Reflections on a Death Spiral Nicole Scott Free Inquiry

“Don’t let them drive the tractor. They need to know their place.”

It was 1992.

I was living in Israel, breathing in the desert air, loving the family that adopted me on the kibbutz, and enjoying the company of the Palestinian day-laborers who came over from Gaza each morning to work. They had to get up at 3:00 a.m., wait in long lines, endure military inspection and possible questioning, just so that they could get to the Israeli fields at sun-up to pick fruit. My job was to use the forklift on the back of my tractor to set out big crates between rows of trees; the Palestinians—Mustafa, Ali, Jihad, Ahmad, Khaled, and others—would fill them up with citrus; and then I’d lift the crates out and set them along the side of the road to be picked up by big trucks and taken on to the processing plant.

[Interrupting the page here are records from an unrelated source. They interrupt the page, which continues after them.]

//! The notation parser.

use std::collections::{HashMap, HashSet};
use std::fmt;

use vermilion_core::streams::{SourceStreamFactory, StreamError};
use vermilion_device::types::{
    PipelineType, RenderPassDesc, ResourceSignatureDesc, ShaderCreateInfo,
};

use crate::types::{NotationDocument, PipelineNotation, SignatureNotation};

/// Errors produced while parsing notation files.
#[derive(Debug)]
pub enum ParseError {
    /// A notation or import file could not be resolved or read.
    Stream(StreamError),
    /// A file is not valid notation JSON.
    Json {
        file: String,
        error: serde_json::Error,
    },
    /// The same name was declared twice with different contents.
    Redefinition { kind: &'static str, name: String },
    /// `reload` was called but no secondary stream factory was supplied.
    ReloadUnsupported,
}

impl fmt::Display for ParseError {
    fn fmt(&self, f: &mut fmt::Formatter<'_>) -> fmt::Result {
        match self {
            ParseError::Stream(err) => write!(f, "failed to read notation file: {err}"),
            ParseError::Json { file, error } => {
                write!(f, "failed to parse notation file '{file}': {error}")
            }
            ParseError::Redefinition { kind, name } => {
                write!(f, "{kind} '{name}' is declared twice with different contents")
            }
            ParseError::ReloadUnsupported => {
                write!(f, "the parser was created without a reload stream factory")
            }
        }
    }
}

impl std::error::Error for ParseError {
    fn source(&self) -> Option<&(dyn std::error::Error + 'static)> {
        match self {
            ParseError::Stream(err) => Some(err),
            ParseError::Json { error, .. } => Some(error),
            _ => None,
        }
    }
}

impl From<StreamError> for ParseError {
    fn from(err: StreamError) -> Self {
        ParseError::Stream(err)
    }
}

/// Counts of everything a parser has accumulated.
#[derive(Debug, Clone, Copy, Default, PartialEq, Eq)]
pub struct ParserInfo {
    pub shaders: usize,
    pub render_passes: usize,
    pub resource_signatures: usize,
    pub pipelines: usize,
}

/// Accumulates notation documents and indexes their declarations by name
/// and by insertion index.
///
/// Multiple files may be parsed into one parser; later files may reference
/// names declared by earlier ones. `Imports` lists are resolved recursively
/// through the stream factory, each file at most once per parse call.
///
/// # Reload
///
/// When a secondary stream factory is supplied, [`reload`](Self::reload)
/// re-parses every previously parsed file, preferring the secondary factory
/// and falling back to the primary. Redeclarations replace the stored
/// contents in place, so existing names keep their indices; new names
/// append. Documents fed through [`parse_string`](Self::parse_string) have
/// no backing file and are not re-parsed.
pub struct NotationParser {
    streams: SourceStreamFactory,
    reload_streams: Option<SourceStreamFactory>,
    parsed_files: Vec<String>,

    shaders: Vec<ShaderCreateInfo>,
    shader_index: HashMap<String, usize>,
    render_passes: Vec<RenderPassDesc>,
    render_pass_index: HashMap<String, usize>,
    signatures: Vec<SignatureNotation>,
    signature_index: HashMap<String, usize>,
    pipelines: Vec<PipelineNotation>,
    pipeline_index: HashMap<(String, PipelineType), usize>,
}

impl NotationParser {
    pub fn new(streams: SourceStreamFactory, reload_streams: Option<SourceStreamFactory>) -> Self {
        Self {
            streams,
            reload_streams,
            parsed_files: Vec::new(),
            shaders: Vec::new(),
            shader_index: HashMap::new(),
            render_passes: Vec::new(),
            render_pass_index: HashMap::new(),
            signatures: Vec::new(),
            signature_index: HashMap::new(),
            pipelines: Vec::new(),
            pipeline_index: HashMap::new(),
        }
    }

    /// Parses one notation file resolved through the primary stream
    /// factory, including its imports.
    pub fn parse_file(&mut self, name: &str) -> Result<(), ParseError> {
        log::debug!("parsing notation file '{name}'");
        let text = self.streams.read_to_string(name)?;
        let mut visited = HashSet::new();
        visited.insert(name.to_owned());
        self.add_document(name, &text, false, &mut visited, false)?;
        if !self.parsed_files.iter().any(|f| f == name) {
            self.parsed_files.push(name.to_owned());
        }
        Ok(())
    }

    /// Parses an in-memory notation document. Imports are still resolved
    /// through the primary stream factory.
    pub fn parse_string(&mut self, text: &str) -> Result<(), ParseError> {
        let mut visited = HashSet::new();
        self.add_document("<string>", text, false, &mut visited, false)
    }

    fn add_document(
        &mut self,
        file: &str,
        text: &str,
        replace: bool,
        visited: &mut HashSet<String>,
        prefer_reload: bool,
    ) -> Result<(), ParseError> {
        let doc: NotationDocument =
            serde_json::from_str(text).map_err(|error| ParseError::Json {
                file: file.to_owned(),
                error,
            })?;

        for import in &doc.imports {
            if !visited.insert(import.clone()) {
                continue;
            }
            log::trace!("importing notation file '{import}' from '{file}'");
            let text = self.read_source(import, prefer_reload)?;
            self.add_document(import, &text, replace, visited, prefer_reload)?;
        }

        for shader in doc.shaders {
            self.add_shader(shader, replace)?;
        }
        for render_pass in doc.render_passes {
            self.add_render_pass(render_pass, replace)?;
        }
        for signature in doc.resource_signatures {
            self.add_signature(signature, replace)?;
        }
        for pipeline in doc.pipelines {
            self.add_pipeline(pipeline, replace)?;
        }
        Ok(())
    }

    fn read_source(&self, name: &str, prefer_reload: bool) -> Result<String, ParseError> {
        if prefer_reload {
            if let Some(reload) = &self.reload_streams {
                match reload.read_to_string(name) {
                    Ok(text) => return Ok(text),
                    Err(StreamError::NotFound(_)) => {}
                    Err(err) => return Err(ParseError::Stream(err)),
                }
            }
        }
        Ok(self.streams.read_to_string(name)?)
    }

    fn add_shader(&mut self, desc: ShaderCreateInfo, replace: bool) -> Result<(), ParseError> {
        if let Some(&index) = self.shader_index.get(&desc.name) {
            if replace || self.shaders[index] == desc {
                self.shaders[index] = desc;
                return Ok(());
            }
            return Err(ParseError::Redefinition {
                kind: "shader",
                name: desc.name,
            });
        }
        self.shader_index.insert(desc.name.clone(), self.shaders.len());
        self.shaders.push(desc);
        Ok(())
    }

    fn add_render_pass(&mut self, desc: RenderPassDesc, replace: bool) -> Result<(), ParseError> {
        if let Some(&index) = self.render_pass_index.get(&desc.name) {
            if replace || self.render_passes[index] == desc {
                self.render_passes[index] = desc;
                return Ok(());
            }
            return Err(ParseError::Redefinition {
                kind: "render pass",
                name: desc.name,
            });
        }
        self.render_pass_index
            .insert(desc.name.clone(), self.render_passes.len());
        self.render_passes.push(desc);
        Ok(())
    }

    fn add_signature(
        &mut self,
        notation: SignatureNotation,
        replace: bool,
    ) -> Result<(), ParseError> {
        if let Some(&index) = self.signature_index.get(&notation.desc.name) {
            let existing = &mut self.signatures[index];
            if notation.ignored {
                // An ignored redeclaration only marks the existing entry;
                // it does not need to repeat the signature contents.
                existing.ignored = true;
                return Ok(());
            }
            if replace || existing.desc == notation.desc {
                existing.desc = notation.desc;
                return Ok(());
            }
            return Err(ParseError::Redefinition {
                kind: "resource signature",
                name: notation.desc.name,
            });
        }
        self.signature_index
            .insert(notation.desc.name.clone(), self.signatures.len());
        self.signatures.push(notation);
        Ok(())
    }

    fn add_pipeline(
        &mut self,
        notation: PipelineNotation,
        replace: bool,
    ) -> Result<(), ParseError> {
        let key = (notation.name().to_owned(), notation.pipeline_type());
        if let Some(&index) = self.pipeline_index.get(&key) {
            if replace || self.pipelines[index] == notation {
                self.pipelines[index] = notation;
                return Ok(());
            }
            return Err(ParseError::Redefinition {
                kind: "pipeline",
                name: key.0,
            });
        }
        self.pipeline_index.insert(key, self.pipelines.len());
        self.pipelines.push(notation);
        Ok(())
    }

    // ===== Lookups =====

    pub fn shader(&self, name: &str) -> Option<&ShaderCreateInfo> {
        self.shader_index.get(name).map(|&i| &self.shaders[i])
    }

    pub fn shader_by_index(&self, index: usize) -> Option<&ShaderCreateInfo> {
        self.shaders.get(index)
    }

    pub fn render_pass(&self, name: &str) -> Option<&RenderPassDesc> {
        self.render_pass_index
            .get(name)
            .map(|&i| &self.render_passes[i])
    }

    pub fn render_pass_by_index(&self, index: usize) -> Option<&RenderPassDesc> {
        self.render_passes.get(index)
    }

    pub fn resource_signature(&self, name: &str) -> Option<&SignatureNotation> {
        self.signature_index.get(name).map(|&i| &self.signatures[i])
    }

    pub fn resource_signature_by_index(&self, index: usize) -> Option<&SignatureNotation> {
        self.signatures.get(index)
    }

    /// Looks up a pipeline by name. Without an explicit type, every
    /// pipeline type is probed in [`PipelineType::PROBE_ORDER`] and the
    /// first match wins.
    pub fn pipeline(
        &self,
        name: &str,
        pipeline_type: Option<PipelineType>,
    ) -> Option<&PipelineNotation> {
        match pipeline_type {
            Some(ty) => self
                .pipeline_index
                .get(&(name.to_owned(), ty))
                .map(|&i| &self.pipelines[i]),
            None => PipelineType::PROBE_ORDER
                .iter()
                .find_map(|&ty| self.pipeline(name, Some(ty))),
        }
    }

    pub fn pipeline_by_index(&self, index: usize) -> Option<&PipelineNotation> {
        self.pipelines.get(index)
    }

    /// Convenience accessor used by the loader when resolving signature
    /// names: the plain descriptor without the `Ignored` flag.
    pub fn resource_signature_desc(&self, name: &str) -> Option<&ResourceSignatureDesc> {
        self.resource_signature(name).map(|n| &n.desc)
    }

    pub fn info(&self) -> ParserInfo {
        ParserInfo {
            shaders: self.shaders.len(),
            render_passes: self.render_passes.len(),
            resource_signatures: self.signatures.len(),
            pipelines: self.pipelines.len(),
        }
    }

    /// Whether a secondary stream factory is available for hot reload.
    pub fn can_reload(&self) -> bool {
        self.reload_streams.is_some()
    }

    /// Re-parses every previously parsed file, preferring the secondary
    /// stream factory. Existing names keep their indices, new names append.
    pub fn reload(&mut self) -> Result<(), ParseError> {
        if self.reload_streams.is_none() {
            return Err(ParseError::ReloadUnsupported);
        }
        let files = self.parsed_files.clone();
        for file in files {
            log::debug!("reloading notation file '{file}'");
            let text = self.read_source(&file, true)?;
            let mut visited = HashSet::new();
            visited.insert(file.clone());
            self.add_document(&file, &text, true, &mut visited, true)?;
        }
        Ok(())
    }
}
//! Target backend identifiers and the device-flag bitset.

use bitflags::bitflags;
use serde::{Deserialize, Serialize};

bitflags! {
    /// Bitset selecting which backend(s) a construct, archive or dump
    /// operation targets simultaneously.
    #[derive(Debug, Clone, Copy, PartialEq, Eq, Hash)]
    pub struct DeviceFlags: u32 {
        const D3D11 = 1 << 0;
        const D3D12 = 1 << 1;
        const VULKAN = 1 << 2;
        const METAL_MACOS = 1 << 3;
        const METAL_IOS = 1 << 4;
        const GL = 1 << 5;
        const GLES = 1 << 6;
    }
}

impl DeviceFlags {
    /// Iterates the backends present in this set, lowest bit first.
    pub fn backends(self) -> BackendIter {
        BackendIter { bits: self.bits() }
    }
}

impl Default for DeviceFlags {
    fn default() -> Self {
        DeviceFlags::empty()
    }
}

/// Iterator over the backends of a [`DeviceFlags`] value.
///
/// Extracts the lowest set bit on each step, so iteration order matches
/// the bit order of the flags.
pub struct BackendIter {
    bits: u32,
}

impl Iterator for BackendIter {
    type Item = Backend;

    fn next(&mut self) -> Option<Backend> {
        while self.bits != 0 {
            let low = self.bits & self.bits.wrapping_neg();
            self.bits &= !low;
            if let Some(backend) = Backend::from_flag_bit(low) {
                return Some(backend);
            }
        }
        None
    }
}

/// A single target backend.
#[derive(Debug, Clone, Copy, PartialEq, Eq, Hash, PartialOrd, Ord, Serialize, Deserialize)]
pub enum Backend {
    Dx11,
    Dx12,
    Vulkan,
    MetalMacos,
    MetalIos,
    Gl,
    Gles,
}

impl Backend {
    fn from_flag_bit(bit: u32) -> Option<Self> {
        match DeviceFlags::from_bits_truncate(bit) {
            DeviceFlags::D3D11 => Some(Backend::Dx11),
            DeviceFlags::D3D12 => Some(Backend::Dx12),
            DeviceFlags::VULKAN => Some(Backend::Vulkan),
            DeviceFlags::METAL_MACOS => Some(Backend::MetalMacos),
            DeviceFlags::METAL_IOS => Some(Backend::MetalIos),
            DeviceFlags::GL => Some(Backend::Gl),
            DeviceFlags::GLES => Some(Backend::Gles),
            _ => None,
        }
    }

    /// The flag bit corresponding to this backend.
    pub fn flag(self) -> DeviceFlags {
        match self {
            Backend::Dx11 => DeviceFlags::D3D11,
            Backend::Dx12 => DeviceFlags::D3D12,
            Backend::Vulkan => DeviceFlags::VULKAN,
            Backend::MetalMacos => DeviceFlags::METAL_MACOS,
            Backend::MetalIos => DeviceFlags::METAL_IOS,
            Backend::Gl => DeviceFlags::GL,
            Backend::Gles => DeviceFlags::GLES,
        }
    }

    /// Backend name, also used as the directory name in bytecode dumps.
    pub fn name(self) -> &'static str {
        match self {
            Backend::Dx11 => "DirectX11",
            Backend::Dx12 => "DirectX12",
            Backend::Vulkan => "Vulkan",
            Backend::MetalMacos => "Metal_macOS",
            Backend::MetalIos => "Metal_iOS",
            Backend::Gl => "OpenGL",
            Backend::Gles => "OpenGLES",
        }
    }

    /// Whether this backend embeds compiled bytecode (as opposed to
    /// patched source text) in archives.
    pub fn stores_bytecode(self) -> bool {
        match self {
            Backend::Dx11 | Backend::Dx12 | Backend::Vulkan => true,
            Backend::MetalMacos | Backend::MetalIos => true,
            Backend::Gl | Backend::Gles => false,
        }
    }

    /// File extension for a dumped shader artifact, including the dot.
    pub fn artifact_extension(self) -> &'static str {
        match self {
            Backend::Dx11 | Backend::Dx12 => ".dxbc",
            Backend::Vulkan => ".spv",
            Backend::MetalMacos | Backend::MetalIos => ".air",
            Backend::Gl | Backend::Gles => ".glsl",
        }
    }

    /// Whether this is one of the Metal backends.
    pub fn is_metal(self) -> bool {
        matches!(self, Backend::MetalMacos | Backend::MetalIos)
    }
}
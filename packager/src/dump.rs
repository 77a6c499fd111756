//! Bytecode dumping.
//!
//! Writes every backend artifact the packager retained to a directory
//! tree keyed `<root>/<BackendName>/<PipelineType>/<PipelineName>/
//! <ShaderName><ext>`, with Metal backends additionally emitting a
//! sibling `.metal`/`.metallib` pair.

use std::fmt;
use std::fs;
use std::path::{Path, PathBuf};
use std::sync::Arc;

use vermilion_device::flags::DeviceFlags;
use vermilion_device::objects::PipelineState;

/// A failed write or directory creation during a dump.
#[derive(Debug)]
pub struct DumpError {
    path: PathBuf,
    error: std::io::Error,
}

impl fmt::Display for DumpError {
    fn fmt(&self, f: &mut fmt::Formatter<'_>) -> fmt::Result {
        write!(
            f,
            "bytecode dump failed at '{}': {}",
            self.path.display(),
            self.error
        )
    }
}

impl std::error::Error for DumpError {
    fn source(&self) -> Option<&(dyn std::error::Error + 'static)> {
        Some(&self.error)
    }
}

/// A push/pop path stack with idempotent directory creation.
///
/// `with_dir` descends into a subdirectory for the duration of the
/// closure and pops back out afterwards, on success and on error alike.
struct DirStack {
    path: PathBuf,
}

impl DirStack {
    fn new(root: &Path) -> Result<Self, DumpError> {
        fs::create_dir_all(root).map_err(|error| DumpError {
            path: root.to_path_buf(),
            error,
        })?;
        Ok(Self {
            path: root.to_path_buf(),
        })
    }

    fn with_dir<R>(
        &mut self,
        name: &str,
        f: impl FnOnce(&mut Self) -> Result<R, DumpError>,
    ) -> Result<R, DumpError> {
        self.path.push(name);
        let created = if self.path.is_dir() {
            Ok(())
        } else {
            fs::create_dir(&self.path)
        };
        let result = match created {
            Ok(()) => f(self),
            Err(error) => Err(DumpError {
                path: self.path.clone(),
                error,
            }),
        };
        self.path.pop();
        result
    }

    fn write_file(&self, name: &str, bytes: &[u8]) -> Result<(), DumpError> {
        let path = self.path.join(name);
        fs::write(&path, bytes).map_err(|error| DumpError { path, error })
    }
}

/// Dumps every retained shader artifact of `pipelines` for every backend
/// in `flags`. Any failure aborts the whole dump; the archive produced
/// before the dump stays valid.
pub fn dump_bytecode(
    root: &Path,
    pipelines: &[Arc<PipelineState>],
    flags: DeviceFlags,
) -> Result<(), DumpError> {
    let mut stack = DirStack::new(root)?;
    for backend in flags.backends() {
        stack.with_dir(backend.name(), |dir| {
            for pipeline in pipelines {
                dir.with_dir(pipeline.pipeline_type().name(), |dir| {
                    dir.with_dir(pipeline.name(), |dir| {
                        for shader in pipeline.shaders() {
                            let Some(artifact) = shader.artifact(backend) else {
                                continue;
                            };
                            log::trace!(
                                "dumping '{}' for {} ({} bytes)",
                                shader.name(),
                                backend.name(),
                                artifact.bytes.len()
                            );
                            let file =
                                format!("{}{}", shader.name(), backend.artifact_extension());
                            dir.write_file(&file, &artifact.bytes)?;
                            if backend.is_metal() {
                                // Metal always ships the source and library
                                // pair next to the primary artifact.
                                dir.write_file(
                                    &format!("{}.metal", shader.name()),
                                    &artifact.bytes,
                                )?;
                                dir.write_file(
                                    &format!("{}.metallib", shader.name()),
                                    &artifact.bytes,
                                )?;
                            }
                        }
                        Ok(())
                    })
                })?;
            }
            Ok(())
        })?;
    }
    Ok(())
}
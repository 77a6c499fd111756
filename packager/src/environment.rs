//! The packaging composition root.

use std::fmt;
use std::path::{Path, PathBuf};
use std::sync::Arc;

use serde::Deserialize;
use vermilion_core::streams::SourceStreamFactory;
use vermilion_core::ThreadPool;
use vermilion_device::device::{
    MetalDeviceConfig, NullDevice, RenderDevice, SerializationDeviceCreateInfo,
};
use vermilion_device::flags::DeviceFlags;

use crate::packager::RenderStatePackager;

/// Errors produced while setting up a [`ParsingEnvironment`].
#[derive(Debug)]
pub enum EnvironmentError {
    /// The device-flag set selects no backend at all.
    NoBackends,
    /// The device-configuration file could not be read or parsed.
    Config { path: PathBuf, message: String },
}

impl fmt::Display for EnvironmentError {
    fn fmt(&self, f: &mut fmt::Formatter<'_>) -> fmt::Result {
        match self {
            EnvironmentError::NoBackends => {
                write!(f, "at least one target backend must be selected")
            }
            EnvironmentError::Config { path, message } => {
                write!(f, "failed to load device config '{}': {message}", path.display())
            }
        }
    }
}

impl std::error::Error for EnvironmentError {}

/// Everything needed to set up a [`ParsingEnvironment`].
#[derive(Debug, Clone, Default)]
pub struct EnvironmentCreateInfo {
    pub device_flags: DeviceFlags,
    /// Worker thread count; zero means hardware concurrency.
    pub thread_count: usize,
    /// Search directories for shader source files.
    pub shader_dirs: Vec<PathBuf>,
    /// Search directories for notation and import files.
    pub render_state_dirs: Vec<PathBuf>,
    /// Optional device-configuration JSON file.
    pub config_path: Option<PathBuf>,
    /// Optional bytecode dump root.
    pub dump_dir: Option<PathBuf>,
}

/// The optional device-configuration file.
#[derive(Debug, Default, Deserialize)]
#[serde(rename_all = "PascalCase", default)]
struct DeviceConfig {
    metal_macos: MetalDeviceConfig,
    metal_ios: MetalDeviceConfig,
}

/// Owns the serialization device, the two stream factories, the thread
/// pool, and the packager built on top of them.
pub struct ParsingEnvironment {
    device: Arc<NullDevice>,
    shader_streams: SourceStreamFactory,
    state_streams: SourceStreamFactory,
    pool: Arc<ThreadPool>,
    packager: RenderStatePackager,
    dump_dir: Option<PathBuf>,
}

impl std::fmt::Debug for ParsingEnvironment {
    fn fmt(&self, f: &mut std::fmt::Formatter<'_>) -> std::fmt::Result {
        f.debug_struct("ParsingEnvironment")
            .field("dump_dir", &self.dump_dir)
            .finish_non_exhaustive()
    }
}

impl ParsingEnvironment {
    /// Builds the whole environment. Fails when no backend is selected or
    /// when the device-configuration file is broken.
    pub fn initialize(create_info: EnvironmentCreateInfo) -> Result<Self, EnvironmentError> {
        if create_info.device_flags.is_empty() {
            return Err(EnvironmentError::NoBackends);
        }

        let mut device_ci = SerializationDeviceCreateInfo {
            device_flags: create_info.device_flags,
            ..Default::default()
        };
        if let Some(path) = &create_info.config_path {
            let config = load_device_config(path)?;
            device_ci.metal_macos = config.metal_macos;
            device_ci.metal_ios = config.metal_ios;
        }

        let shader_streams = SourceStreamFactory::new(create_info.shader_dirs.clone());
        let state_streams = SourceStreamFactory::new(create_info.render_state_dirs.clone());
        let device = Arc::new(NullDevice::new(device_ci, shader_streams.clone()));
        let pool = Arc::new(if create_info.thread_count == 0 {
            ThreadPool::default_threads()
        } else {
            ThreadPool::new(create_info.thread_count)
        });
        log::info!(
            "parsing environment: {} backend(s), {} worker thread(s)",
            create_info.device_flags.backends().count(),
            pool.num_threads()
        );

        let dyn_device: Arc<dyn RenderDevice> = device.clone();
        let packager = RenderStatePackager::new(
            dyn_device,
            create_info.device_flags,
            state_streams.clone(),
            pool.clone(),
        );
        Ok(Self {
            device,
            shader_streams,
            state_streams,
            pool,
            packager,
            dump_dir: create_info.dump_dir,
        })
    }

    pub fn device(&self) -> &Arc<NullDevice> {
        &self.device
    }

    pub fn shader_streams(&self) -> &SourceStreamFactory {
        &self.shader_streams
    }

    pub fn state_streams(&self) -> &SourceStreamFactory {
        &self.state_streams
    }

    pub fn thread_pool(&self) -> &Arc<ThreadPool> {
        &self.pool
    }

    pub fn packager_mut(&mut self) -> &mut RenderStatePackager {
        &mut self.packager
    }

    pub fn dump_dir(&self) -> Option<&Path> {
        self.dump_dir.as_deref()
    }
}

fn load_device_config(path: &Path) -> Result<DeviceConfig, EnvironmentError> {
    let text = std::fs::read_to_string(path).map_err(|e| EnvironmentError::Config {
        path: path.to_path_buf(),
        message: e.to_string(),
    })?;
    serde_json::from_str(&text).map_err(|e| EnvironmentError::Config {
        path: path.to_path_buf(),
        message: e.to_string(),
    })
}

#[cfg(test)]
mod tests {
    use super::*;
    use std::io::Write as _;
    use vermilion_device::flags::Backend;

    #[test]
    fn rejects_empty_backend_set() {
        let err = ParsingEnvironment::initialize(EnvironmentCreateInfo::default()).unwrap_err();
        assert!(matches!(err, EnvironmentError::NoBackends));
    }

    #[test]
    fn parses_device_config() {
        let mut file = tempfile::NamedTempFile::new().unwrap();
        write!(
            file,
            r#"{{ "MetalMacos": {{ "MslVersion": "2.3", "CompileOptions": "-O2" }} }}"#
        )
        .unwrap();

        let env = ParsingEnvironment::initialize(EnvironmentCreateInfo {
            device_flags: DeviceFlags::METAL_MACOS,
            thread_count: 2,
            config_path: Some(file.path().to_path_buf()),
            ..Default::default()
        })
        .unwrap();
        assert_eq!(env.thread_pool().num_threads(), 2);
        assert_eq!(env.device().device_flags(), DeviceFlags::METAL_MACOS);
        let metal = env.device().metal_config(Backend::MetalMacos).unwrap();
        assert_eq!(metal.msl_version, Some("2.3".to_owned()));
        assert_eq!(metal.compile_options, "-O2");
    }

    #[test]
    fn broken_config_fails_initialize() {
        let mut file = tempfile::NamedTempFile::new().unwrap();
        write!(file, "not json").unwrap();
        let err = ParsingEnvironment::initialize(EnvironmentCreateInfo {
            device_flags: DeviceFlags::VULKAN,
            config_path: Some(file.path().to_path_buf()),
            ..Default::default()
        })
        .unwrap_err();
        assert!(matches!(err, EnvironmentError::Config { .. }));
    }
}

Mustafa’s English was good, so it was easier for us to become friends. We’d sit in the dirt together and have tea during work breaks. He would tell me about his family in Beit Lahiya and his ample strawberry patch. I would tell him about my life back in the United States. One day, during lunch, I invited him to my cubia (room) on the kibbutz. I showed him pictures of my family. We had coffee and chocolate. Then it was time to get back to work. I climbed onto the side of the tractor, and Mustafa took the steering wheel and drove us back to the fields. Once we got there, my boss pulled me aside. It was then that he chastised me, explaining that I shouldn’t ever let them drive the tractors. It was bad for the hierarchy, which must be maintained: Jews on the top, Palestinians on the bottom.

No Good Guys

On October 7, 2023, my kibbutz was attacked by Hamas. The terrorists got there relatively late in their frenzied marauding, and so my kibbutz was ready and able to defend itself; no one was killed. But so many friends and relatives of my kibbutz family—people who lived in the nearby kibbutzim—were slaughtered. When I heard the terrible news, I immediately called and offered to fly to Israel to help out by doing whatever needed to be done: milk the cows, gather eggs, wash dishes, work in the kindergarten. My kibbutz mom told me, “It’s a war zone now. The kibbutz has been completely evacuated. Don’t come. There’s no point.”

Once Israel’s military response was under way, I wondered about Mustafa. Was he OK? It was impossible to reach him.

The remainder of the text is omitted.